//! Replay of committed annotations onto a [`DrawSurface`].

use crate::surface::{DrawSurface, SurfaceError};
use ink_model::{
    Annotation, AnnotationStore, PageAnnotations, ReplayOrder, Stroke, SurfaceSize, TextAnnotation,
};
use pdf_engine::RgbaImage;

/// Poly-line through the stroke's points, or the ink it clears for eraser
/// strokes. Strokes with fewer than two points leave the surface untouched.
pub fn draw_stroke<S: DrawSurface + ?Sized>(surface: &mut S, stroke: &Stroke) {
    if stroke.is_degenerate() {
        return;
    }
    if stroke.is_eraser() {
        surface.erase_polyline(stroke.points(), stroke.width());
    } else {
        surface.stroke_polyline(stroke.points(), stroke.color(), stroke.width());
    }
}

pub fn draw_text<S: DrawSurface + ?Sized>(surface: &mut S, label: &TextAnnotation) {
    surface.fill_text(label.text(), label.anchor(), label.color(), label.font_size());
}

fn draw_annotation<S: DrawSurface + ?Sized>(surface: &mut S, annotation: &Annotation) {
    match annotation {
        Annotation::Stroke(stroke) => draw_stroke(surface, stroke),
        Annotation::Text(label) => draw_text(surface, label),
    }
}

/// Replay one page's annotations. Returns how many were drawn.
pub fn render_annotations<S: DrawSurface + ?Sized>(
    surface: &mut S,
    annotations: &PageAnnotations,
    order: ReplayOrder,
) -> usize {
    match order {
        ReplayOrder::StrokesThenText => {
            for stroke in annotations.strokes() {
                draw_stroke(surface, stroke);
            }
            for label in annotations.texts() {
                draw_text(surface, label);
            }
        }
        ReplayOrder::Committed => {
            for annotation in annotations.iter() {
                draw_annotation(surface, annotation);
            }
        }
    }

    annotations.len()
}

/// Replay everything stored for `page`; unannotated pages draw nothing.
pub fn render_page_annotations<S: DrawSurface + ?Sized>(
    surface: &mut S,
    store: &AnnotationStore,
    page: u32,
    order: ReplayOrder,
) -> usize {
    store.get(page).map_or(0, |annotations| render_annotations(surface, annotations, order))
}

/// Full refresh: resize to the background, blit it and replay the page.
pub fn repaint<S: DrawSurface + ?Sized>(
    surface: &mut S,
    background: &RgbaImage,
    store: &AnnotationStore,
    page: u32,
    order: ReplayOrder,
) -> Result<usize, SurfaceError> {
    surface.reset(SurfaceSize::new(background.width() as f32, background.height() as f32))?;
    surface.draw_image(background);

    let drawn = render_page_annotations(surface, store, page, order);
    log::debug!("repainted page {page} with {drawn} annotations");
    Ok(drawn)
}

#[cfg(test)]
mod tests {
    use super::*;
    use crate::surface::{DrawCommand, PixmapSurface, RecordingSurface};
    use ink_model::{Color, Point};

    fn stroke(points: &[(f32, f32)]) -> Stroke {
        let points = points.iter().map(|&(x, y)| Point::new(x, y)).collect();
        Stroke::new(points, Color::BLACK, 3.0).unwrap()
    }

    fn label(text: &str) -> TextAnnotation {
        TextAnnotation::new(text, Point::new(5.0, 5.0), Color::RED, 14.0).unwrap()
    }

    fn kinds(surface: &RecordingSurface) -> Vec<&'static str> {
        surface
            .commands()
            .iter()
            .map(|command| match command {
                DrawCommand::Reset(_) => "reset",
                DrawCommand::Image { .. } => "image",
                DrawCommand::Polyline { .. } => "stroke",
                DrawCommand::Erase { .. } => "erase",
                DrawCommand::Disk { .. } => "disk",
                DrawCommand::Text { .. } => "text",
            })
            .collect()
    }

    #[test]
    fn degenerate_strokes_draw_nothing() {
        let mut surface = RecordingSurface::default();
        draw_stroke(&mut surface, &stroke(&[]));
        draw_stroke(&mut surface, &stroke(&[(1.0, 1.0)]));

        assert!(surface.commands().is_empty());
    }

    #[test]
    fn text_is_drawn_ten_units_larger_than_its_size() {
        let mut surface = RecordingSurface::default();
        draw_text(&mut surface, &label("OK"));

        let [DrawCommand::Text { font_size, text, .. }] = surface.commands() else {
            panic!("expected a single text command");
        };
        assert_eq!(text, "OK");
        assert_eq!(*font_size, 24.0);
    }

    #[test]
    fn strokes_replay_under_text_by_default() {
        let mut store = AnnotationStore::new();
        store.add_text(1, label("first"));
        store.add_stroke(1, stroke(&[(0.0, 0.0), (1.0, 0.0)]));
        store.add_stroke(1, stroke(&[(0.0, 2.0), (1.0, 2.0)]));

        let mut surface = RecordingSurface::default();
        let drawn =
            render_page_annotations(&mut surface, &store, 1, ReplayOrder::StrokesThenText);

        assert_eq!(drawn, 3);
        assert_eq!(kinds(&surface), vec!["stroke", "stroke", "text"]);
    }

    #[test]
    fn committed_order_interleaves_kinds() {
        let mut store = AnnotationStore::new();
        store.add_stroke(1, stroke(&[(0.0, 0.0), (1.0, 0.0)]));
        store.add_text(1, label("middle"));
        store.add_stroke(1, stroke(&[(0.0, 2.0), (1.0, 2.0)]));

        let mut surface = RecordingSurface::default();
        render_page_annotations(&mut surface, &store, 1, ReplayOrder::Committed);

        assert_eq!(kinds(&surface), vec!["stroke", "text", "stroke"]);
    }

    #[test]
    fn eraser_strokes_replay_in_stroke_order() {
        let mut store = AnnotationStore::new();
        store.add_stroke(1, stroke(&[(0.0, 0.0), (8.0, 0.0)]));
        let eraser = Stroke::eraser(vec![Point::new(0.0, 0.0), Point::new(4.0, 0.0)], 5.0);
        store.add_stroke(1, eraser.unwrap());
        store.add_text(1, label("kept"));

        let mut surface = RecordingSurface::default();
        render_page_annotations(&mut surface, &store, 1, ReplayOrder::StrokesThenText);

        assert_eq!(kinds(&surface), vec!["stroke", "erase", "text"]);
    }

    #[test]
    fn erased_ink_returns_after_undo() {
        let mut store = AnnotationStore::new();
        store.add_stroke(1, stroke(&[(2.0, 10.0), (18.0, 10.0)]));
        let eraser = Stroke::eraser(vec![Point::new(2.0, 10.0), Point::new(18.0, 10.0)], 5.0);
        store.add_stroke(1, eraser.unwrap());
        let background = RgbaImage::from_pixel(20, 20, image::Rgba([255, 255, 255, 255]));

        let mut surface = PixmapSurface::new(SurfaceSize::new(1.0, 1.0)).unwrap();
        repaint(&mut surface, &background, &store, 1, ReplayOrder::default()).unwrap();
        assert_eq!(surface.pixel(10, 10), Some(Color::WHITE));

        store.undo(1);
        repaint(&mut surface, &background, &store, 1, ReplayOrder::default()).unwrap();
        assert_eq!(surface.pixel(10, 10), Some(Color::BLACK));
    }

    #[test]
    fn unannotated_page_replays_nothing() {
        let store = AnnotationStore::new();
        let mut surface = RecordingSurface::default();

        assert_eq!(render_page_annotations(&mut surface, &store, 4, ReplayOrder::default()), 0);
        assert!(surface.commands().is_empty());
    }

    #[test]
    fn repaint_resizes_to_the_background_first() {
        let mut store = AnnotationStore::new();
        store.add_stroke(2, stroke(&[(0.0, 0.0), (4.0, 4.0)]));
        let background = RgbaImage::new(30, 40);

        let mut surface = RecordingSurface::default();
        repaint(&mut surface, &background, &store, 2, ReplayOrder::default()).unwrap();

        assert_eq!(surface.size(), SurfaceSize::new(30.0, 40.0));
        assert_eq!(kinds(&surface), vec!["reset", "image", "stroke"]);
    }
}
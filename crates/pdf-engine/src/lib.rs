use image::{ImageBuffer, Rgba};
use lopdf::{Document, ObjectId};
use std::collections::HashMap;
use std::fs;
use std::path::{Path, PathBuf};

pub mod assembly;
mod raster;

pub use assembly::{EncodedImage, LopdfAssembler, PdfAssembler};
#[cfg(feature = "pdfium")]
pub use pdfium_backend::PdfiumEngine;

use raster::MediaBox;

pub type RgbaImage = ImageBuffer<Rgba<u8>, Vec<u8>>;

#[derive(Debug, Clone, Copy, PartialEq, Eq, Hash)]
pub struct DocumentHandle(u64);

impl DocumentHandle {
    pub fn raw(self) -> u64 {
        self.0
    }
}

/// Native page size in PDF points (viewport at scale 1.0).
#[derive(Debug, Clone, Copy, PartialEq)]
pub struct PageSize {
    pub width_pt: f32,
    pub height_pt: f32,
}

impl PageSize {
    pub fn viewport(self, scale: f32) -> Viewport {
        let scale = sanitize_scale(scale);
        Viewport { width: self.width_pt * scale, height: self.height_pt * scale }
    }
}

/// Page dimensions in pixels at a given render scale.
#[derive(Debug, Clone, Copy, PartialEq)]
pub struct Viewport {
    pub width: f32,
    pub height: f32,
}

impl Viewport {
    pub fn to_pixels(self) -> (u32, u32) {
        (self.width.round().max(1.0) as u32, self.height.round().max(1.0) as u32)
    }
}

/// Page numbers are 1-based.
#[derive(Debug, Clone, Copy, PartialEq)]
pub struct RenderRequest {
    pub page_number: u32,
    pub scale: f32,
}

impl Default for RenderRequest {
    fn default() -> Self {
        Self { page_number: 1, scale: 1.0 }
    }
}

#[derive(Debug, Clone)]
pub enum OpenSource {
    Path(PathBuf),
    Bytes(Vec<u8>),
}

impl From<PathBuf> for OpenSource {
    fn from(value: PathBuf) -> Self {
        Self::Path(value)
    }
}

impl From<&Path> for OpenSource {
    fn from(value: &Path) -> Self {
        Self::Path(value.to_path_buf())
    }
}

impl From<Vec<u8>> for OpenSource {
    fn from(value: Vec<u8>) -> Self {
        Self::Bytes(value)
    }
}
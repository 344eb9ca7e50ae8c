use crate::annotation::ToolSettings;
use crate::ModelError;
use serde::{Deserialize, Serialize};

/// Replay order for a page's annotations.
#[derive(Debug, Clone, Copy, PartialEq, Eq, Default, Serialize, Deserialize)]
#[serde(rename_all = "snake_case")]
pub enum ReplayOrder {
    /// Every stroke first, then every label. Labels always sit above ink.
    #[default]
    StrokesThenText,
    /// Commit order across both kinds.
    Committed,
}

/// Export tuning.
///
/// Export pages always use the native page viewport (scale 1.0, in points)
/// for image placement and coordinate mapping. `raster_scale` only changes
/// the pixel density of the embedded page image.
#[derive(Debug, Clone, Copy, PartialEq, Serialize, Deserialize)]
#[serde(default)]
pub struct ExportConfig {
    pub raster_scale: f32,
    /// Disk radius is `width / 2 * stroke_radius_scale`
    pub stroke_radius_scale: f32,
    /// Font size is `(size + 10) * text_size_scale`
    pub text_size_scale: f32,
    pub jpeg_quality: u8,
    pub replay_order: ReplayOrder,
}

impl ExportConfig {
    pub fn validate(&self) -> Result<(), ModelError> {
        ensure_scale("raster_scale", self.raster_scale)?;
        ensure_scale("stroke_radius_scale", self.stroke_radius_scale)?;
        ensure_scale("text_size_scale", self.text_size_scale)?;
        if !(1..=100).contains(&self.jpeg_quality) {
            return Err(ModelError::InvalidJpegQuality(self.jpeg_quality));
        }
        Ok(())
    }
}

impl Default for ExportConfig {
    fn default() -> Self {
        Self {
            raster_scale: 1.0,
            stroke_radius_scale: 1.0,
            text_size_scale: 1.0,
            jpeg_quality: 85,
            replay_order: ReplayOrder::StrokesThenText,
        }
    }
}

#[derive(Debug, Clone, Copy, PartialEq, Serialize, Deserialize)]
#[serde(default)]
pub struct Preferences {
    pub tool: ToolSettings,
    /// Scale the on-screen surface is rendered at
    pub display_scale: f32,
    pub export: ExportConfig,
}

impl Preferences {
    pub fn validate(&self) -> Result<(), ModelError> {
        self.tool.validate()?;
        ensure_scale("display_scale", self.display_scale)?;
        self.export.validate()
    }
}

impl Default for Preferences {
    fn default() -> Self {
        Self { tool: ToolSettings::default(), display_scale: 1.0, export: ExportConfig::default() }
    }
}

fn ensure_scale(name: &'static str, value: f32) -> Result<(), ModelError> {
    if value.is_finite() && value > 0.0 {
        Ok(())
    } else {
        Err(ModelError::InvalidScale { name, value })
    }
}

________

• Problem to work on:
Only the count, nothing else: how many lines of the records hold the word "PixmapSurface"?

• Answer:
2